И вот смелые мысли начинают шевелиться у ученых в головах. Хочется умножить наши звериные богатства, хочется подарить нашим лесам новых, полезных, заморских зверей, расплодить у нас на морозе заморских птиц, поставить в скотные, птичьи дворы ту самую дикую живность, что юрко пряталась от нас в лесу.
Поставить во дворы? Ну, скажем, целый загон крыс — тоже прячутся, тоже живность. А куда она, эта паскудная, голохвостая крыса? Ни шерсти от нее, ни молока. А обожрет она — хорошо это знаем — любой совхоз дочиста. Конечно, ученые не крысу суют колхознику и не волками собираются набить наши леса.
Хорошо во всем мире известен наш советский зверь — соболь. Нет, не зверь, конечно, а его шкурка: она на первом месте висит в самых парадных витринах Лондона и Парижа. Наш зверь соболь. Кроме нашего Союза, — нигде во всем мире. Ох как хотят немцы, американцы развести у себя эту драгоценную зверюшку! Ведь это все равно что посеять золото. Посыпал — и золотой урожай! Чего бы лучше! Но соболь как будто держит нашу советскую руку, и нигде во всем мире нет ни одной пары на племя. А если бы была, развелись бы? Нет.

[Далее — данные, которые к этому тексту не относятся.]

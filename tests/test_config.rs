use spartoi::config::{Config, ListenerConfig};
use std::io::Write;
use std::time::Duration;

#[test]
fn test_config_defaults() {
    let cfg = Config::default();

    assert_eq!(
        cfg.listeners,
        vec![ListenerConfig {
            ip: "127.0.0.1".to_string(),
            port: 300,
        }]
    );
    assert_eq!(cfg.worker_threads, 1);
    assert!(cfg.backends.is_empty());
    assert_eq!(cfg.proxy.connect_timeout(), Duration::from_secs(5));
    assert_eq!(cfg.proxy.request_timeout(), Duration::from_secs(30));
    assert_eq!(cfg.proxy.max_response_body, 16 * 1024 * 1024);
    assert!(cfg.validate().is_ok());
}

#[test]
fn test_config_from_yaml() {
    let yaml = r#"
listeners:
  - ip: "0.0.0.0"
    port: 3000
  - ip: "::1"
worker_threads: 4
backends:
  - url: "http://127.0.0.1:8080"
    name: "capsule"
  - url: "http://127.0.0.1:8081"
proxy:
  connect_timeout_secs: 2
client:
  timeout: 2.5
  accepted_mimes: ["text/gemini"]
"#;
    let cfg = Config::from_yaml_str(yaml).unwrap();

    assert_eq!(cfg.listeners.len(), 2);
    assert_eq!(cfg.listeners[0].socket_addr().unwrap().to_string(), "0.0.0.0:3000");
    assert_eq!(cfg.listeners[1].port, 300);
    assert_eq!(cfg.worker_threads, 4);
    assert_eq!(cfg.backends[0].name.as_deref(), Some("capsule"));
    assert!(cfg.backends[1].name.is_none());
    assert_eq!(cfg.proxy.connect_timeout(), Duration::from_secs(2));
    // Unset keys keep their defaults
    assert_eq!(cfg.proxy.request_timeout(), Duration::from_secs(30));

    let client = cfg.client.to_client_config();
    assert_eq!(client.timeout, Some(Duration::from_millis(2500)));
    assert_eq!(client.accepted_mimes, vec!["text/gemini".to_string()]);
}

#[test]
fn test_config_client_limits_disabled() {
    let yaml = r#"
client:
  timeout: 0
  max_body_size: -1
  max_transfer_duration: 0
"#;
    let client = Config::from_yaml_str(yaml).unwrap().client.to_client_config();

    assert_eq!(client.timeout, None);
    assert_eq!(client.max_body_size, None);
    assert_eq!(client.max_transfer_duration, None);
}

#[test]
fn test_config_from_file() {
    let mut file = tempfile::NamedTempFile::new().unwrap();
    writeln!(file, "worker_threads: 2").unwrap();

    let cfg = Config::from_file(file.path()).unwrap();
    assert_eq!(cfg.worker_threads, 2);
}

#[test]
fn test_config_missing_file() {
    assert!(Config::from_file("/nonexistent/spartoi.yaml").is_err());
}

#[test]
fn test_config_listen_override() {
    let cfg = Config::default()
        .with_listen_override(Some("0.0.0.0:5000"))
        .unwrap();

    assert_eq!(cfg.listeners.len(), 1);
    assert_eq!(cfg.listeners[0].ip, "0.0.0.0");
    assert_eq!(cfg.listeners[0].port, 5000);

    let untouched = Config::default().with_listen_override(None).unwrap();
    assert_eq!(untouched.listeners, Config::default().listeners);
}

#[test]
fn test_config_listen_override_rejects_garbage() {
    assert!(Config::default().with_listen_override(Some("localhost")).is_err());
}

#[test]
fn test_config_validation() {
    let mut cfg = Config::default();
    cfg.worker_threads = 0;
    assert!(cfg.validate().is_err());

    let mut cfg = Config::default();
    cfg.listeners[0].ip = "not-an-ip".to_string();
    assert!(cfg.validate().is_err());

    let mut cfg = Config::default();
    cfg.listeners[0].ip.clear();
    assert!(cfg.validate().is_err());

    let mut cfg = Config::default();
    cfg.proxy.max_response_body = 0;
    assert!(cfg.validate().is_err());
}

У нас в Московском зоопарке ученые — профессора, зоологи, биологи — долго бились, чтобы узнать, что надо соболю, чтобы плодиться. Наловили, насадили в клетки и соболей, и соболюшек, а приплоду нет. Холили их, лелеяли, берегли — хороши соболя, а живут по-холостому. Пришло наконец в голову: не в кормах ли дело? Стали примечать. И смешная вещь: этот хищник, — а соболь всем хищникам хищник, — как поймает птицу, первое, за что берется, — за голову. А в птичьей голове первое, что выедает, — мозги. На остальное ему будто и наплевать.
Ученым полный простор. Коли надо, пожалуйста, сколько хочешь птичьих голов — корми соболей. И что же выяснил профессор Мантейфель (он заведует научным отделом зоопарка)?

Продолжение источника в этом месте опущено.